The operator @, however, raises a TypeError:

X_csr @ b_tt
# TypeError: Tensor type field must be a TensorType; found <class 'aesara.sparse.type.SparseType'>.

For some reason that is not yet clear to me, the __dot__ method of the _tensortype_operators_class is called:

def __dot__(left, right):
    return at.math.dense_dot(left, right)

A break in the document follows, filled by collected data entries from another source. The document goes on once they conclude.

//! Absolute orientation: the pose mapping corresponding 3D points of
//! `InputB` onto those of `InputA`.
//!
//! [`absolute_orientation`] is the closed-form least-squares solution via
//! SVD of the cross-covariance. [`ransac`] repeats it on random minimal
//! subsets and refits on the largest consensus set.

use super::register_trigger;
use crate::config::SubgraphConfig;
use crate::dataflow::{
    check_correspondences, BuildContext, ComponentFactory, DataflowError, DataflowResult, ExpansionInPort,
    TriggerComponent,
};
use crate::measurement::{ErrorPose, Mean, Measurement, Pose, Position, Rotation};
use nalgebra::{Matrix3, Matrix6, Rotation3};
use parking_lot::Mutex;
use rand::rngs::StdRng;
use rand::{Rng, SeedableRng};

pub(crate) fn register(factory: &mut ComponentFactory) {
    register_trigger(factory, "AbsoluteOrientation", closed_form);
    register_trigger(factory, "AbsoluteOrientationCovar", closed_form_covariance);
    register_trigger(factory, "AbsoluteOrientationRANSAC", robust);
}

/// Pose `p` minimizing `sum |a_i - p * b_i|^2`.
pub fn absolute_orientation(a: &[Position], b: &[Position]) -> DataflowResult<Pose> {
    check_correspondences(a.len(), b.len(), 3)?;
    let not_enough = || DataflowError::NotEnoughData("empty point set".to_string());
    let centroid_a = <Position as Mean>::mean(a).ok_or_else(not_enough)?;
    let centroid_b = <Position as Mean>::mean(b).ok_or_else(not_enough)?;

    let cross = a.iter().zip(b).fold(Matrix3::zeros(), |acc, (pa, pb)| {
        acc + (pb - centroid_b) * (pa - centroid_a).transpose()
    });
    let svd = cross.svd(true, true);
    let (Some(u), Some(v_t)) = (svd.u, svd.v_t) else {
        return Err(DataflowError::Compute("SVD did not converge".to_string()));
    };
    let v = v_t.transpose();
    // reflection guard
    let d = (v * u.transpose()).determinant().signum();
    let r = v * Matrix3::from_diagonal(&Position::new(1.0, 1.0, d)) * u.transpose();
    let rotation = Rotation::from_rotation_matrix(&Rotation3::from_matrix_unchecked(r));
    let translation = centroid_a - rotation * centroid_b;
    Ok(Pose::new(rotation, translation))
}

/// Distance between `a` and the pose applied to `b`.
pub fn residual(pose: &Pose, a: &Position, b: &Position) -> f64 {
    (a - pose.transform_point(b)).norm()
}

/// RANSAC parameters.
#[derive(Debug, Clone, Copy, PartialEq)]
pub struct RansacParams {
    pub threshold: f64,
    pub set_size: usize,
    pub min_inliers: usize,
    pub min_runs: usize,
    pub max_runs: usize,
}

impl Default for RansacParams {
    fn default() -> Self {
        Self {
            threshold: 0.05,
            set_size: 3,
            min_inliers: 3,
            min_runs: 1,
            max_runs: 100,
        }
    }
}

impl RansacParams {
    fn from_config(config: &SubgraphConfig) -> DataflowResult<Self> {
        let d = Self::default();
        let params = Self {
            threshold: config.attr_or("threshold", d.threshold)?,
            set_size: config.attr_or("setSize", d.set_size)?,
            min_inliers: config.attr_or("minInliers", d.min_inliers)?,
            min_runs: config.attr_or("minRuns", d.min_runs)?,
            max_runs: config.attr_or("maxRuns", d.max_runs)?,
        };
        if params.set_size < 3 {
            return Err(DataflowError::invalid_attribute(&config.id, "setSize", "at least 3 points are needed"));
        }
        if params.max_runs == 0 || params.max_runs < params.min_runs {
            return Err(DataflowError::invalid_attribute(
                &config.id,
                "maxRuns",
                format!("must be positive and at least minRuns ({})", params.min_runs),
            ));
        }
        Ok(params)
    }

    /// Runs needed to draw an outlier-free set with 99% confidence at the
    /// given inlier ratio.
    fn needed_runs(&self, inlier_ratio: f64) -> usize {
        let all_inliers = inlier_ratio.powi(self.set_size as i32);
        if all_inliers >= 1.0 {
            return self.min_runs;
        }
        if all_inliers <= 0.0 {
            return self.max_runs;
        }
        let runs = (0.01f64).ln() / (1.0 - all_inliers).ln();
        (runs.ceil() as usize).clamp(self.min_runs, self.max_runs)
    }
}

fn select(points: &[Position], indices: &[usize]) -> Vec<Position> {
    indices.iter().map(|&i| points[i]).collect()
}

/// Robust absolute orientation; returns the pose and the number of runs.
pub fn ransac<R: Rng>(
    a: &[Position],
    b: &[Position],
    params: &RansacParams,
    rng: &mut R,
) -> DataflowResult<(Pose, usize)> {
    check_correspondences(a.len(), b.len(), params.set_size)?;
    let n = a.len();
    let mut best: Vec<usize> = Vec::new();
    let mut runs = 0;
    while runs < params.needed_runs(best.len() as f64 / n as f64) {
        runs += 1;
        let sample = rand::seq::index::sample(rng, n, params.set_size).into_vec();
        let Ok(candidate) = absolute_orientation(&select(a, &sample), &select(b, &sample)) else {
            continue;
        };
        let inliers: Vec<usize> = (0..n)
            .filter(|&i| residual(&candidate, &a[i], &b[i]) < params.threshold)
            .collect();
        if inliers.len() > best.len() {
            best = inliers;
        }
    }
    if best.len() < params.min_inliers.max(3) {
        return Err(DataflowError::Compute(format!(
            "only {} inliers after {} runs, {} required",
            best.len(),
            runs,
            params.min_inliers
        )));
    }
    let pose = absolute_orientation(&select(a, &best), &select(b, &best))?;
    Ok((pose, runs))
}

type Correspondences = (TriggerComponent, ExpansionInPort<Position>, ExpansionInPort<Position>);

fn inputs(config: &SubgraphConfig, ctx: &BuildContext) -> DataflowResult<Correspondences> {
    let mut trig = TriggerComponent::new(config, ctx)?;
    let a = trig.expansion_input::<Position>("InputA")?;
    let b = trig.expansion_input::<Position>("InputB")?;
    Ok((trig, a, b))
}

fn closed_form(config: &SubgraphConfig, ctx: &BuildContext) -> DataflowResult<TriggerComponent> {
    let (mut trig, a, b) = inputs(config, ctx)?;
    let output = trig.output::<Pose>("Output")?;
    trig.set_compute(move |t| {
        let pose = absolute_orientation(&a.values()?, &b.values()?)?;
        output.send(Measurement::new(t, pose));
        Ok(())
    });
    Ok(trig)
}

/// As [`closed_form`], with the mean squared residual spread over the
/// translation covariance.
fn closed_form_covariance(config: &SubgraphConfig, ctx: &BuildContext) -> DataflowResult<TriggerComponent> {
    let (mut trig, a, b) = inputs(config, ctx)?;
    let output = trig.output::<ErrorPose>("Output")?;
    trig.set_compute(move |t| {
        let (a, b) = (a.values()?, b.values()?);
        let pose = absolute_orientation(&a, &b)?;
        let error = a.iter().zip(&b).map(|(pa, pb)| residual(&pose, pa, pb)).sum::<f64>() / a.len() as f64;
        let mut covariance = Matrix6::zeros();
        for i in 0..3 {
            covariance[(i, i)] = error * error / 3.0;
        }
        output.send(Measurement::new(t, ErrorPose { pose, covariance }));
        Ok(())
    });
    Ok(trig)
}

fn robust(config: &SubgraphConfig, ctx: &BuildContext) -> DataflowResult<TriggerComponent> {
    let params = RansacParams::from_config(config)?;
    let rng = Mutex::new(match config.attr::<u64>("seed")? {
        Some(seed) => StdRng::seed_from_u64(seed),
        None => StdRng::from_entropy(),
    });
    let (mut trig, a, b) = inputs(config, ctx)?;
    let output = trig.output::<Pose>("Output")?;
    trig.set_compute(move |t| {
        let (pose, runs) = ransac(&a.values()?, &b.values()?, &params, &mut *rng.lock())?;
        tracing::info!("Robust absolute orientation performed with {} iterations", runs);
        output.send(Measurement::new(t, pose));
        Ok(())
    });
    Ok(trig)
}

#[cfg(test)]
mod tests {
    use super::*;
    use crate::components::testing::{at, values, Harness};
    use crate::config::EdgeMode;

    fn ground_truth() -> Pose {
        Pose::new(Rotation::from_euler_angles(0.2, -0.4, 1.1), Position::new(0.5, -1.0, 2.0))
    }

    fn cloud() -> Vec<Position> {
        vec![
            Position::new(0.0, 0.0, 0.0),
            Position::new(1.0, 0.0, 0.0),
            Position::new(0.0, 1.0, 0.0),
            Position::new(0.0, 0.0, 1.0),
            Position::new(1.0, 1.0, 0.5),
            Position::new(-0.5, 0.3, 0.8),
        ]
    }

    #[test]
    fn test_recovers_pose() {
        let b = cloud();
        let a: Vec<Position> = b.iter().map(|p| ground_truth().transform_point(p)).collect();
        let pose = absolute_orientation(&a, &b).unwrap();
        assert!(pose.approx_eq(&ground_truth(), 1e-9));
    }

    #[test]
    fn test_correspondence_checks() {
        let b = cloud();
        assert!(matches!(
            absolute_orientation(&b[..2], &b[..2]),
            Err(DataflowError::IllegalCorrespondences(_))
        ));
        assert!(matches!(
            absolute_orientation(&b, &b[..4]),
            Err(DataflowError::IllegalCorrespondences(_))
        ));
    }

    #[test]
    fn test_ransac_ignores_outlier() {
        let b = cloud();
        let mut a: Vec<Position> = b.iter().map(|p| ground_truth().transform_point(p)).collect();
        a[4] += Position::new(3.0, 0.0, 0.0);
        let mut rng = StdRng::seed_from_u64(42);
        let params = RansacParams {
            min_inliers: 5,
            min_runs: 20,
            ..RansacParams::default()
        };
        let (pose, runs) = ransac(&a, &b, &params, &mut rng).unwrap();
        assert!(runs >= 20);
        assert!(pose.approx_eq(&ground_truth(), 1e-9));
    }

    #[test]
    fn test_component_with_list_inputs() {
        let h = Harness::new();
        let config = SubgraphConfig::new("ao", "AbsoluteOrientation")
            .with_open_input("InputA", EdgeMode::Push)
            .with_open_input("InputB", EdgeMode::Push)
            .with_output("Output", EdgeMode::Push);
        let ao = h.build(&config).unwrap();
        let feed_a = h.feed::<Vec<Position>>(ao.as_ref(), "InputA");
        let feed_b = h.feed::<Vec<Position>>(ao.as_ref(), "InputB");
        let out = h.collect::<Pose>(ao.as_ref(), "Output");

        let b = cloud();
        let a: Vec<Position> = b.iter().map(|p| ground_truth().transform_point(p)).collect();
        feed_a.send(at(1, a));
        feed_b.send(at(1, b));
        assert!(values(&out)[0].approx_eq(&ground_truth(), 1e-9));
    }
}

instead of the _sparse_py_operators.

The text was updated successfully, but these errors were encountered:

rlouf · 2022-04-05T12:25:48Z

I noticed what appears to me to be another inconsistency.

import numpy as np
import scipy.sparse

import aesara.sparse
import aesara.tensor as at
from aesara.tensor.random import RandomStream

A sparse matrix multiplied by a matrix

Let us define X_csr, a SparseConstant, and y_tt a TensorConstant, both matrices

p = 5
srng = RandomStream(seed=12345)

X = scipy.sparse.random(p, p, density=.33, format="csr")
X_csr = aesara.sparse.as_sparse(X)

y = np.ones((p, p))
y_tt = at.as_tensor(y)

We saw in the previous message that the aesara.tensor.dot product works between a sparse matrix and a dense matrix:

at.dot(X_csr, y_tt).eval()
"""
| 1.33790965 | 1.33790965 | 1.33790965 | 1.33790965 | 1.33790965 |
| 0.47078111 | 0.47078111 | 0.47078111 | 0.47078111 | 0.47078111 |
| 0.98612278 | 0.98612278 | 0.98612278 | 0.98612278 | 0.98612278 |
| 0.72805556 | 0.72805556 | 0.72805556 | 0.72805556 | 0.72805556 |
| 0.22092613 | 0.22092613 | 0.22092613 | 0.22092613 | 0.22092613 |
"""

But that this does not with the @ operator

X_csr @ y_tt
# TypeError: The dense dot product is only supported for dense types

A sparse matrix multiplied by a vector

Now let y_tt be a vector:

y_vec = np.ones(p)
y_vec_tt = at.as_tensor(y_vec)

This does not work:

at.dot(X_csr, y_vec_tt).eval()
# TypeError: The dense dot product is only supported for dense types

But this does:

at.dot(X_csr, at.shape_padright(y_vec_tt)).eval()
"""
| 1.33790965 |
| 0.47078111 |
| 0.98612278 |
| 0.72805556 |
| 0.22092613 |
"""

For reference, let us make sure that the dot product does work with a dense tensor matrix and a tensor vector:

X_tt = at.as_tensor(np.random.random((p,p)))
at.dot(X_tt, y_vec_tt).eval()
# | 1.35070533 | 2.56274912 | 1.70920864 | 2.87279029 | 1.94839187 |

A possible explanation

scipy sparse matrices are converted by aesara to a SparseConstant. This class inherits from sparse_py_operators which uses structured_dot for the dot product. However SparseConstant also inherits from TensorConstant, which inherits from TensorVariable, which inherits in turn from tensor_py_operators. Which uses dense_dot

Maybe someone who knows the internals better can correct me, but there seems to be an assumption throughout the library that we should read DenseTensorX every time we see TensorX. And a lot of confusion ensues when you introduces SparseTensor; Tensor sounds more general so it seems to make sense to make SparseConstant inherit from TensorConstant... until you realize that the latter's operators are dense tensor operators. The library probably should be more explicit here.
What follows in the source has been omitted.